Saved data entries
========
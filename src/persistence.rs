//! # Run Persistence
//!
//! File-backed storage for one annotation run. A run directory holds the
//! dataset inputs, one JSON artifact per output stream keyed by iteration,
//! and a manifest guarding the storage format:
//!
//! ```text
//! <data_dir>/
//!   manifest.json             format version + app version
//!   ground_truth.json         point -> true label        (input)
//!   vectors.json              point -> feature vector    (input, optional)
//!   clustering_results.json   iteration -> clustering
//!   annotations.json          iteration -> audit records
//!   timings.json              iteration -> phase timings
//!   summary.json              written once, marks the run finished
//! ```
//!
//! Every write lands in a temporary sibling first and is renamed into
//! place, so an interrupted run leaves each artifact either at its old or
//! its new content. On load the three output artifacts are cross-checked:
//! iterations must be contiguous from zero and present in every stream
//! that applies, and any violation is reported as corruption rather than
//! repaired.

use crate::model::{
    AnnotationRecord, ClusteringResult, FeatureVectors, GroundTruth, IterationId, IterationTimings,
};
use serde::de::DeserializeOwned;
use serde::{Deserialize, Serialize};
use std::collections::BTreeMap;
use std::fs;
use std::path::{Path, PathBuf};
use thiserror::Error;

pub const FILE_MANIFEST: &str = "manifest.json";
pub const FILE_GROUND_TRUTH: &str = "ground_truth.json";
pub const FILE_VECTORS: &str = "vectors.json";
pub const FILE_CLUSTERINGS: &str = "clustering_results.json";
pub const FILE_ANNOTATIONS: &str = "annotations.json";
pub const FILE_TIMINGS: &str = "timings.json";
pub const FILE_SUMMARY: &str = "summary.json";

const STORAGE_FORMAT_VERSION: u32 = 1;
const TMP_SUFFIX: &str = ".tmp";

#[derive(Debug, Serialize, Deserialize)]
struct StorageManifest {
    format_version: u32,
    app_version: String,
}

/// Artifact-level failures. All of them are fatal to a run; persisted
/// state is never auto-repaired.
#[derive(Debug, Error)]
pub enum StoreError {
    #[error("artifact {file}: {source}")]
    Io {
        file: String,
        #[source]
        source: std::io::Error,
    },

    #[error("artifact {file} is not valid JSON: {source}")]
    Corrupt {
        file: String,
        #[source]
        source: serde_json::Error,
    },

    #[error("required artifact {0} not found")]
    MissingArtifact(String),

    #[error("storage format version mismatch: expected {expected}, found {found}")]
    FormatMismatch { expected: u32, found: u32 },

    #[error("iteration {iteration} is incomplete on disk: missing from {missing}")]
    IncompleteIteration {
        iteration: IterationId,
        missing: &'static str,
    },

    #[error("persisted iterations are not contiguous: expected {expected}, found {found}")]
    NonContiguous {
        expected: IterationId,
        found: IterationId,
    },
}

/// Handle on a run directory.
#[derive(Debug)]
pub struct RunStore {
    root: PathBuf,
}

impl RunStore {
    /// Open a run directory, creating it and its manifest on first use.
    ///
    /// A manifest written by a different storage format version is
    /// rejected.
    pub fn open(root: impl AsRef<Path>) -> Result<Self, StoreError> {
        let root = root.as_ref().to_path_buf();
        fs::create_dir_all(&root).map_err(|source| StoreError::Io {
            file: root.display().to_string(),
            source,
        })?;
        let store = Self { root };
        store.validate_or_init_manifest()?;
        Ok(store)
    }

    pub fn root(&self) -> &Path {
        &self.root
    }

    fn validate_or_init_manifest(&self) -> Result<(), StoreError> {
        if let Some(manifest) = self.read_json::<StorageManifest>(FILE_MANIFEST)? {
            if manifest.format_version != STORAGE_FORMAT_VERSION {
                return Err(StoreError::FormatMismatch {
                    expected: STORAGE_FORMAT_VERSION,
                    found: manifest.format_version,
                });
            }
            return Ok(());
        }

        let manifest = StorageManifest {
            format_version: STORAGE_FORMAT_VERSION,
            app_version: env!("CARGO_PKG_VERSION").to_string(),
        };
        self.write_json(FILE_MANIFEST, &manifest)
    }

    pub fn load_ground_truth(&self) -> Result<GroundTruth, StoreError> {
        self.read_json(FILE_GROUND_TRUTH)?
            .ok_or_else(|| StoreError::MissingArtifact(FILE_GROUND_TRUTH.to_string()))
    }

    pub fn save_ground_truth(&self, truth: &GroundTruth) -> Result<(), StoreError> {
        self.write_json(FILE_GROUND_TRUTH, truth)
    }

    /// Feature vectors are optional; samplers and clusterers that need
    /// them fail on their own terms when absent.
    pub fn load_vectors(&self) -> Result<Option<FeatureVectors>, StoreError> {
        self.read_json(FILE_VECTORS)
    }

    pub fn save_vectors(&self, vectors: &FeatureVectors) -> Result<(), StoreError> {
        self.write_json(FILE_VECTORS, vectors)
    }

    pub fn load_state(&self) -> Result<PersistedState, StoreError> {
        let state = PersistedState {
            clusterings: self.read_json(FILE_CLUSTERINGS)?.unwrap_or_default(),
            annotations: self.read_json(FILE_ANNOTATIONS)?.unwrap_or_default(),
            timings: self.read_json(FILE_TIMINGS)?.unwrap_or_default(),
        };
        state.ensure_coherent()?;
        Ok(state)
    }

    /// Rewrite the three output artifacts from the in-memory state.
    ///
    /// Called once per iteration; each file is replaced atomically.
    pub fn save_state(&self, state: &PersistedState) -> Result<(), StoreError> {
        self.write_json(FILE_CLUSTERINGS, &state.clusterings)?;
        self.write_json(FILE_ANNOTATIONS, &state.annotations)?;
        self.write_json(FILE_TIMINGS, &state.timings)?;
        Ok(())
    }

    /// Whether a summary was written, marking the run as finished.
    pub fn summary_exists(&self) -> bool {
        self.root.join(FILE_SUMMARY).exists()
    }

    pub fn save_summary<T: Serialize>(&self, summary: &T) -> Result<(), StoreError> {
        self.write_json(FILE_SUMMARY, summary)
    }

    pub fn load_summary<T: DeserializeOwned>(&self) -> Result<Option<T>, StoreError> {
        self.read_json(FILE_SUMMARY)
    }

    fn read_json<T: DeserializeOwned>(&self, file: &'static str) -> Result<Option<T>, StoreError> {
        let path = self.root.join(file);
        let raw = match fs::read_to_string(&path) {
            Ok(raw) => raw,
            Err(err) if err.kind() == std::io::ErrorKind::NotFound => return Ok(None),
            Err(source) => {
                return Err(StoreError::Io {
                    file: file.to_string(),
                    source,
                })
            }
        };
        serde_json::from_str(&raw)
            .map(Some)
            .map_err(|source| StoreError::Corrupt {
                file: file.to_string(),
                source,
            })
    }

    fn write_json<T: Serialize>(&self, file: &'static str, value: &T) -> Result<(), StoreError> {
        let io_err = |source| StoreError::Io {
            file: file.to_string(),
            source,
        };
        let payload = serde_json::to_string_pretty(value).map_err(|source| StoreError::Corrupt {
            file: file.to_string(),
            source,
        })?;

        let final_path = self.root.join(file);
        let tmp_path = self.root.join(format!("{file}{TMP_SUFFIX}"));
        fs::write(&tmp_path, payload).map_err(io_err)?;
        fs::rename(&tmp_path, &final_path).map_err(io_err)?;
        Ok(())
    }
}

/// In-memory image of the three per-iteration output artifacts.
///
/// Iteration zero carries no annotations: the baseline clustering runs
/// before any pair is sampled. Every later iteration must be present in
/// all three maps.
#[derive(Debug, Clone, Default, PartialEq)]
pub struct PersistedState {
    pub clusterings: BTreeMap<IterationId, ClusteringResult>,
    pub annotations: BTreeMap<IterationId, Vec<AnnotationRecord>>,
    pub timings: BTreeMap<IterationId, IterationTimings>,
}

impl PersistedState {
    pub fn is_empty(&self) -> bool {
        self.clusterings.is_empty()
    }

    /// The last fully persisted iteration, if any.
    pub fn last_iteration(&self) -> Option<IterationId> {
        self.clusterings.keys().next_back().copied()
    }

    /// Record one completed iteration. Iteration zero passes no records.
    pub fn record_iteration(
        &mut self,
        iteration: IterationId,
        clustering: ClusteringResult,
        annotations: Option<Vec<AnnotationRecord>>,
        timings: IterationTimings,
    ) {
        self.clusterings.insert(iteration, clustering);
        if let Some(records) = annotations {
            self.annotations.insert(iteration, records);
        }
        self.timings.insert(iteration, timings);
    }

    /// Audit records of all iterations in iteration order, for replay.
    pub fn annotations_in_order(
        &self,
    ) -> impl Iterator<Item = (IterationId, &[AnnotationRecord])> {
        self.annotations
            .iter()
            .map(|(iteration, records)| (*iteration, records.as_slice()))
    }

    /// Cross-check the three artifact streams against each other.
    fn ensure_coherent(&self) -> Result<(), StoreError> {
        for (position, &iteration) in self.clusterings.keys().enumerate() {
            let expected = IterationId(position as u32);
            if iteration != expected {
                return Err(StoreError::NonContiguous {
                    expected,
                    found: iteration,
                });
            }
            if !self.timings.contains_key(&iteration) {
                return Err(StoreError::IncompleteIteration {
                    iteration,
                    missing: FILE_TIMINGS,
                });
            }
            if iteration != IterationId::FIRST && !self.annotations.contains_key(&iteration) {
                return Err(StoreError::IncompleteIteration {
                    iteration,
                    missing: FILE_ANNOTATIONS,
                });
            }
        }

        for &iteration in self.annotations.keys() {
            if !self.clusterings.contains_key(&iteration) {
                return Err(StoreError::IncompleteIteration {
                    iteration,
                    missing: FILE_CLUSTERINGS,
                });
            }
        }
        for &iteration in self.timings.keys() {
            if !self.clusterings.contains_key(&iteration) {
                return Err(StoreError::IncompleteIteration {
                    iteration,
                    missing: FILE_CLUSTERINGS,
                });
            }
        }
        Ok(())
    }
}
========
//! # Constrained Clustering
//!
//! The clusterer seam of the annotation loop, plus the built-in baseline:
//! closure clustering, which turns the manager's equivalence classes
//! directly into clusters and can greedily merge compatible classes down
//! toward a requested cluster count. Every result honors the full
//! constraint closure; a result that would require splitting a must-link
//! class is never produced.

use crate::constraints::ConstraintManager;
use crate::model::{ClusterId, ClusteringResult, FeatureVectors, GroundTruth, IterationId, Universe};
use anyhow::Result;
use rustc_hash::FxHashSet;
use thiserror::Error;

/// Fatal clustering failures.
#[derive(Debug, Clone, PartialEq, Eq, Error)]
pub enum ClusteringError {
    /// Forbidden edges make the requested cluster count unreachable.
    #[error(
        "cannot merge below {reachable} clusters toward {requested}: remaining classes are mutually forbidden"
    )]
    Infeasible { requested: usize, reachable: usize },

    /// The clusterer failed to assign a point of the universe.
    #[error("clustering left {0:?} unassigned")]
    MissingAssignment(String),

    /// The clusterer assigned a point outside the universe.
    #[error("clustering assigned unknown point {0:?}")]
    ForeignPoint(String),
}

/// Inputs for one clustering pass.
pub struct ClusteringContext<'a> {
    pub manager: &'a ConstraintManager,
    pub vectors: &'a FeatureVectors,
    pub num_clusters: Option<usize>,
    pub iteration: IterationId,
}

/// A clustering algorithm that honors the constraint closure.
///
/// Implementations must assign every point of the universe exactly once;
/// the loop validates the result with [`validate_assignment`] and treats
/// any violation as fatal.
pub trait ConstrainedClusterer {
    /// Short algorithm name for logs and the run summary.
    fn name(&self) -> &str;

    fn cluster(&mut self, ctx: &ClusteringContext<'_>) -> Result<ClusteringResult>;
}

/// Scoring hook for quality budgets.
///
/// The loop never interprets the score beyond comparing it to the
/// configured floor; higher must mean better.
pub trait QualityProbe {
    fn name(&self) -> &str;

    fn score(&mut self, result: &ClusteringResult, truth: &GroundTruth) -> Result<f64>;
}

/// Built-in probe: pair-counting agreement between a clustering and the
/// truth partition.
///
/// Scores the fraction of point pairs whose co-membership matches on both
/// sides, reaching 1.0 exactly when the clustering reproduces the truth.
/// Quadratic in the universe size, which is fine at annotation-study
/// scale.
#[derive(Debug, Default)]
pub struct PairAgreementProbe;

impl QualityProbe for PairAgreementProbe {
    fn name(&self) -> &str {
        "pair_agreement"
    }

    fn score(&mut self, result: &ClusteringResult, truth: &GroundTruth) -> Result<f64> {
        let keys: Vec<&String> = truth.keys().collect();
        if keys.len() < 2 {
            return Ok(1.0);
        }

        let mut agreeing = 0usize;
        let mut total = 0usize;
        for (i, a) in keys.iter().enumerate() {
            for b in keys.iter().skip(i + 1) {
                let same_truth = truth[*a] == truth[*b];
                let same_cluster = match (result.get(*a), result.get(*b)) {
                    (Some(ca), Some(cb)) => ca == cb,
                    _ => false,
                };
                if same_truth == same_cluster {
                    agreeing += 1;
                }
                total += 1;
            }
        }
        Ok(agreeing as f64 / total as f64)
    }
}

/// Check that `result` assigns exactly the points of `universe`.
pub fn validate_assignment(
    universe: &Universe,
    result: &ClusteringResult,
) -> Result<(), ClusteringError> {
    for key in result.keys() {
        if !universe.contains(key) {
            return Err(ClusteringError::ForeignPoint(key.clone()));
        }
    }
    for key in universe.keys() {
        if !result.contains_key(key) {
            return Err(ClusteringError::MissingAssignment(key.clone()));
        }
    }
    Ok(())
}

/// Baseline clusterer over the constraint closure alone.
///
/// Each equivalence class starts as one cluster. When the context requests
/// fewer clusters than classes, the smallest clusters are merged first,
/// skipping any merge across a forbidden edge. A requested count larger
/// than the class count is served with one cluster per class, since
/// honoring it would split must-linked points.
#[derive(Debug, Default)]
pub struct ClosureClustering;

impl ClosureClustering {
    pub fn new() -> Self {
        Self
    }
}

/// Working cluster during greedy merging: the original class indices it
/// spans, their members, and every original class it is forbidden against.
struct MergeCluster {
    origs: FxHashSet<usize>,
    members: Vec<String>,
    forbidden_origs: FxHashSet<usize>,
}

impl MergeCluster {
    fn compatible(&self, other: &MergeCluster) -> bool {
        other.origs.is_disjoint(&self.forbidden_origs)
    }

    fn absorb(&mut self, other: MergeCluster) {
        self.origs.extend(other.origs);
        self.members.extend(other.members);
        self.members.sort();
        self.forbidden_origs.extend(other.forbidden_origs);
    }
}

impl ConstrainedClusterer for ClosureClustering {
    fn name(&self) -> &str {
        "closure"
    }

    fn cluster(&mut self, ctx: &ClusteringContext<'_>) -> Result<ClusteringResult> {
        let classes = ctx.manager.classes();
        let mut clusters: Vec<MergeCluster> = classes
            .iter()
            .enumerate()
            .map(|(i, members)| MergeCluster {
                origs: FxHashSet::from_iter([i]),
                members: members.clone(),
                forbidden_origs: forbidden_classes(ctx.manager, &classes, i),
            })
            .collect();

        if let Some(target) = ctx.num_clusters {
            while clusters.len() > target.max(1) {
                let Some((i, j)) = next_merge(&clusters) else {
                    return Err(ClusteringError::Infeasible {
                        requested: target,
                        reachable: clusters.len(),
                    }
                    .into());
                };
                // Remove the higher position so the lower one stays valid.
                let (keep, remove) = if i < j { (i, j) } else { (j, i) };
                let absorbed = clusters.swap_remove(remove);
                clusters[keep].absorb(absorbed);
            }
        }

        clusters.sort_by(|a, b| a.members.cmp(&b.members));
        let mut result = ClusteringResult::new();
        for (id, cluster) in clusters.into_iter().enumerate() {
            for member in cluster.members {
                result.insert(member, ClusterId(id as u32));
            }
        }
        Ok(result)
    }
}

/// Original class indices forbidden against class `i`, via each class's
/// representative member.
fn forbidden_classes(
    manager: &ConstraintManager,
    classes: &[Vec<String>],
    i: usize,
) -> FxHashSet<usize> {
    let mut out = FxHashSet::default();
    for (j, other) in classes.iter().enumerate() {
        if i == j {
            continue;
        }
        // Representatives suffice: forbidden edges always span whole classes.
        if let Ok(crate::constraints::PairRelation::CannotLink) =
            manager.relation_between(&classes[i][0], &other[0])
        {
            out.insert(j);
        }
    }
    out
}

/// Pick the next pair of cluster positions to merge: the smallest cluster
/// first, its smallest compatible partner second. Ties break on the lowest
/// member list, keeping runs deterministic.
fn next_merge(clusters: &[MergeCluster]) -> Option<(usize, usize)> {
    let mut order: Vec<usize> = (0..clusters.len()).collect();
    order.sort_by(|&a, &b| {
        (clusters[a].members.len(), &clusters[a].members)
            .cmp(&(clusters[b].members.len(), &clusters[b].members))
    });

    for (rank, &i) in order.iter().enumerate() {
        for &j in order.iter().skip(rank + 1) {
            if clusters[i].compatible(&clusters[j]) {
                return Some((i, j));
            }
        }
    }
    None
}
========
**TASK INSTRUCTIONS**
When you reach the line containing "order, for replay." in the data above, start copying exactly, and stop after the line containing "for (position, &iteration)".

**RESULT OF THIS TASK**
    /// Audit records of all iterations in iteration order, for replay.
    pub fn annotations_in_order(
        &self,
    ) -> impl Iterator<Item = (IterationId, &[AnnotationRecord])> {
        self.annotations
            .iter()
            .map(|(iteration, records)| (*iteration, records.as_slice()))
    }

    /// Cross-check the three artifact streams against each other.
    fn ensure_coherent(&self) -> Result<(), StoreError> {
        for (position, &iteration) in self.clusterings.keys().enumerate() {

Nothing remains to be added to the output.